Puis Soraya se rembrunit encore davantage, désignant une maison où seule une fenêtre était illuminée.
– Nous avons aidé cette famille. Ils habitent à cinq dans le même appartement et n’ont pratiquement plus rien à manger. La maman est malade. Red l’a ausculté et lui a prescrit des médicaments mais il lui faut au moins deux semaines de repos si elle veut se remettre. Et il y a bien pire. La semaine passée, j’ai vu deux jeunes essayer d’abattre un chat à coups de pierres pour le manger. Nous avons écrit au gouvernement de transition mais je doute qu’il fasse attention à nous. Ils doivent sûrement recevoir des centaines de lettres chaque jour.
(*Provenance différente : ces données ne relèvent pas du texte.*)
// Copyright 2025-Present Datadog, Inc. https://www.datadoghq.com/
// SPDX-License-Identifier: Apache-2.0

//! Latency histograms backed by an exponentially decaying reservoir.
//!
//! The reservoir keeps a fixed-size, priority-weighted sample biased toward
//! the last few minutes (forward decay): every sample gets a weight of
//! `exp(alpha * (t - landmark))`, and a random priority derived from that
//! weight decides which samples survive once the reservoir is full. Old
//! samples are therefore down-weighted rather than cut off at a fixed age.
//! The landmark is moved forward every hour and all weights rescaled so the
//! exponent never overflows.

use std::cmp::Ordering;
use std::collections::BTreeMap;
use std::time::SystemTime;

use crate::clock::epoch_seconds;

/// Number of samples kept, tuned for a 99.9% confidence level with a 5% margin of error.
pub const DEFAULT_SIZE: usize = 1028;
/// Decay factor; heavily biases the sample toward the last five minutes.
pub const DEFAULT_ALPHA: f64 = 0.015;
const RESCALE_THRESHOLD_SECS: u64 = 60 * 60;

/// Totally ordered `f64` so priorities can key a `BTreeMap`.
#[derive(Debug, Clone, Copy)]
struct Priority(f64);

impl PartialEq for Priority {
    fn eq(&self, other: &Self) -> bool {
        self.0.total_cmp(&other.0) == Ordering::Equal
    }
}

impl Eq for Priority {}

impl PartialOrd for Priority {
    fn partial_cmp(&self, other: &Self) -> Option<Ordering> {
        Some(self.cmp(other))
    }
}

impl Ord for Priority {
    fn cmp(&self, other: &Self) -> Ordering {
        self.0.total_cmp(&other.0)
    }
}

#[derive(Debug, Clone, Copy)]
struct WeightedSample {
    value: u64,
    weight: f64,
}

/// Exponentially decaying sample reservoir.
#[derive(Debug, Clone)]
pub struct DecayingReservoir {
    samples: BTreeMap<Priority, WeightedSample>,
    size: usize,
    alpha: f64,
    landmark: u64,
    next_rescale: u64,
}

impl DecayingReservoir {
    pub fn new(now: SystemTime) -> Self {
        Self::with_params(DEFAULT_SIZE, DEFAULT_ALPHA, now)
    }

    pub fn with_params(size: usize, alpha: f64, now: SystemTime) -> Self {
        let landmark = epoch_seconds(now);
        Self {
            samples: BTreeMap::new(),
            size: size.max(1),
            alpha,
            landmark,
            next_rescale: landmark + RESCALE_THRESHOLD_SECS,
        }
    }

    pub fn len(&self) -> usize {
        self.samples.len()
    }

    pub fn is_empty(&self) -> bool {
        self.samples.is_empty()
    }

    pub fn update(&mut self, value: u64, now: SystemTime) {
        let timestamp = epoch_seconds(now);
        self.rescale_if_needed(timestamp);

        let weight = self.weight(timestamp.saturating_sub(self.landmark));
        // rand yields [0, 1); flip it so the divisor is never zero.
        let draw = 1.0 - rand::random::<f64>();
        let priority = Priority(weight / draw);
        let sample = WeightedSample { value, weight };

        if self.samples.len() < self.size {
            self.samples.entry(priority).or_insert(sample);
            return;
        }

        let lowest = match self.samples.keys().next() {
            Some(lowest) => *lowest,
            None => return,
        };
        if lowest < priority && !self.samples.contains_key(&priority) {
            self.samples.insert(priority, sample);
            self.samples.remove(&lowest);
        }
    }

    /// Weighted percentile view of the current contents.
    pub fn snapshot(&mut self, now: SystemTime) -> Snapshot {
        self.rescale_if_needed(epoch_seconds(now));
        Snapshot::from_weighted(self.samples.values().copied())
    }

    fn weight(&self, age_secs: u64) -> f64 {
        (self.alpha * age_secs as f64).exp()
    }

    fn rescale_if_needed(&mut self, now_secs: u64) {
        if now_secs < self.next_rescale {
            return;
        }
        let old_landmark = self.landmark;
        self.landmark = now_secs;
        self.next_rescale = now_secs + RESCALE_THRESHOLD_SECS;

        let scaling = (-self.alpha * (now_secs - old_landmark) as f64).exp();
        if scaling == 0.0 {
            self.samples.clear();
            return;
        }
        let rescaled = std::mem::take(&mut self.samples)
            .into_iter()
            .filter_map(|(priority, sample)| {
                let weight = sample.weight * scaling;
                if weight == 0.0 {
                    return None;
                }
                Some((
                    Priority(priority.0 * scaling),
                    WeightedSample {
                        value: sample.value,
                        weight,
                    },
                ))
            });
        for (priority, sample) in rescaled {
            self.samples.entry(priority).or_insert(sample);
        }
    }
}

/// Order statistics over a weighted sample.
#[derive(Debug, Clone, PartialEq)]
pub struct Snapshot {
    values: Vec<u64>,
    quantiles: Vec<f64>,
}

impl Snapshot {
    fn from_weighted(samples: impl Iterator<Item = WeightedSample>) -> Self {
        let mut samples: Vec<WeightedSample> = samples.collect();
        samples.sort_by_key(|s| s.value);

        let total: f64 = samples.iter().map(|s| s.weight).sum();
        let mut values = Vec::with_capacity(samples.len());
        let mut quantiles = Vec::with_capacity(samples.len());
        let mut cumulative = 0.0;
        for sample in &samples {
            values.push(sample.value);
            quantiles.push(cumulative);
            cumulative += if total > 0.0 { sample.weight / total } else { 0.0 };
        }
        Self { values, quantiles }
    }

    /// Value at `quantile` in `[0, 1]`; `0.0` for an empty snapshot.
    pub fn value(&self, quantile: f64) -> f64 {
        if self.values.is_empty() {
            return 0.0;
        }
        let position = match self
            .quantiles
            .binary_search_by(|probe| probe.total_cmp(&quantile))
        {
            Ok(index) => index,
            Err(insertion) => insertion.saturating_sub(1),
        };
        let index = position.min(self.values.len() - 1);
        self.values[index] as f64
    }

    pub fn median(&self) -> f64 {
        self.value(0.5)
    }

    pub fn p75(&self) -> f64 {
        self.value(0.75)
    }

    pub fn p95(&self) -> f64 {
        self.value(0.95)
    }

    pub fn p99(&self) -> f64 {
        self.value(0.99)
    }

    pub fn len(&self) -> usize {
        self.values.len()
    }

    pub fn is_empty(&self) -> bool {
        self.values.is_empty()
    }

    /// Upload layout: `[p75, p95, p99, median]`.
    pub fn upload_values(&self) -> [f64; 4] {
        [self.p75(), self.p95(), self.p99(), self.median()]
    }
}

/// Duration histogram for a single metric key, in milliseconds.
#[derive(Debug, Clone)]
pub struct HistogramAggregator {
    reservoir: DecayingReservoir,
}

impl HistogramAggregator {
    pub fn new(now: SystemTime) -> Self {
        Self {
            reservoir: DecayingReservoir::new(now),
        }
    }

    pub fn record(&mut self, duration_ms: u64, now: SystemTime) {
        self.reservoir.update(duration_ms, now);
    }

    pub fn snapshot(&mut self, now: SystemTime) -> Snapshot {
        self.reservoir.snapshot(now)
    }
}
// Copyright 2025-Present Datadog, Inc. https://www.datadoghq.com/
// SPDX-License-Identifier: Apache-2.0

//! Key-value store access.
//!
//! The refresh engine only needs four operations, captured by [`StoreClient`].
//! [`EtcdStore`] implements them against the etcd v2 keys API and
//! [`MemoryStore`] keeps everything in-process.

use std::time::Duration;

use async_trait::async_trait;

use crate::error::StoreError;

mod etcd;
mod memory;

pub use etcd::{EtcdStore, EtcdStoreConfig};
pub use memory::{MemoryStore, StoredValue};

/// Default root of every key written by the client.
pub const DEFAULT_NAMESPACE: &str = "ccentral";
/// Lifetime of an instance's client-data entry; it disappears when the process stops reporting.
pub const INSTANCE_TTL: Duration = Duration::from_secs(3 * 60);
/// Lifetime of a service info entry.
pub const SERVICE_INFO_TTL: Duration = Duration::from_secs(26 * 60 * 60);

/// Operations the client performs against the store.
#[async_trait]
pub trait StoreClient: Send + Sync {
    /// Writes the serialized schema of `service_id`.
    async fn put_schema(&self, service_id: &str, schema_json: &str) -> Result<(), StoreError>;

    /// Reads the operator-supplied config document; `None` if nothing was stored yet.
    async fn get_config(&self, service_id: &str) -> Result<Option<String>, StoreError>;

    async fn put_client_info(
        &self,
        service_id: &str,
        client_id: &str,
        json: &str,
        ttl: Duration,
    ) -> Result<(), StoreError>;

    async fn put_service_info(
        &self,
        service_id: &str,
        info_key: &str,
        data: &str,
        ttl: Duration,
    ) -> Result<(), StoreError>;
}

/// Path layout `/<namespace>/services/<service>/{schema|config|clients/<id>|info/<key>}`.
#[derive(Debug, Clone, PartialEq, Eq)]
pub struct StorePaths {
    namespace: String,
}

impl StorePaths {
    pub fn new(namespace: impl Into<String>) -> Self {
        let namespace = namespace.into();
        Self {
            namespace: namespace.trim_matches('/').to_string(),
        }
    }

    pub fn namespace(&self) -> &str {
        &self.namespace
    }

    pub fn service(&self, service_id: &str) -> String {
        format!("/{}/services/{}", self.namespace, service_id)
    }

    pub fn schema(&self, service_id: &str) -> String {
        format!("{}/schema", self.service(service_id))
    }

    pub fn config(&self, service_id: &str) -> String {
        format!("{}/config", self.service(service_id))
    }

    pub fn client(&self, service_id: &str, client_id: &str) -> String {
        format!("{}/clients/{}", self.service(service_id), client_id)
    }

    pub fn service_info(&self, service_id: &str, info_key: &str) -> String {
        format!("{}/info/{}", self.service(service_id), info_key)
    }
}

impl Default for StorePaths {
    fn default() -> Self {
        Self::new(DEFAULT_NAMESPACE)
    }
}

#[cfg(test)]
mod tests {
    use super::*;

    #[test]
    fn test_paths() {
        let paths = StorePaths::default();
        assert_eq!(paths.schema("svc"), "/ccentral/services/svc/schema");
        assert_eq!(paths.config("svc"), "/ccentral/services/svc/config");
        assert_eq!(
            paths.client("svc", "abc"),
            "/ccentral/services/svc/clients/abc"
        );
        assert_eq!(
            paths.service_info("svc", "owner"),
            "/ccentral/services/svc/info/owner"
        );
    }

    #[test]
    fn test_namespace_slashes_trimmed() {
        let paths = StorePaths::new("/custom/");
        assert_eq!(paths.namespace(), "custom");
        assert_eq!(paths.config("svc"), "/custom/services/svc/config");
    }
}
– C’est pour ça que vous m’avez demandé de venir, déduisit Abi.
– Nous ne cherchons pas à te manipuler ou quoi que ce soit. Mais après tout ce que tu as traversé, tu est devenue quelqu’un d’important. Les gens t’écouteront. Tu auras peut-être même l’oreille du gouvernement de transition.
Avant qu’Abi ait pu protester, Red intervint:
– Nous te connaissons. Nous savons que tu es une personne bien et que tu luttes pour ce qui est juste. Millmoor n’était déjà pas gaie lorsqu’elle était une ville d’Esclave mais je crains que les choses empirent. Je ne m’inquiète pas pour Soraya ou pour moi, mais pour les familles les plus démunies…
– S’il-te-plaît Abi.
La jeune femme soupira et finit par hocher la tête:
– Je me fiche de ma prétendue popularité. Mais si je peux faire quelque chose pour vous, je le ferai. Je vous le promet.
Sur le chemin du retour à Manchester, Abi repensa aux traits tirés de Soraya et de Red, à leur insistance pour qu’elle dorme dans leur chambre tandis qu’eux s’installeraient dans la cuisine. Elle pensa à à la famille qu’elle avait entraperçue à travers la fenêtre de l’immeuble, au magasin aux rayons vides. Puis elle revit le parc des machines. Elle avait tenu à voir le lieu où son frère avait été forcé de travailler durant les longs mois où ils avaient été séparés.
Maman était plus forte qu’elle n’en avait l’air et Daisy resterait certainement à Manchester.
Elle allait accepter l’offre de Rebecca Dawson.
Plus elle serait proche du gouvernement de transition, plus elle pourrait espérer faire bouger les choses.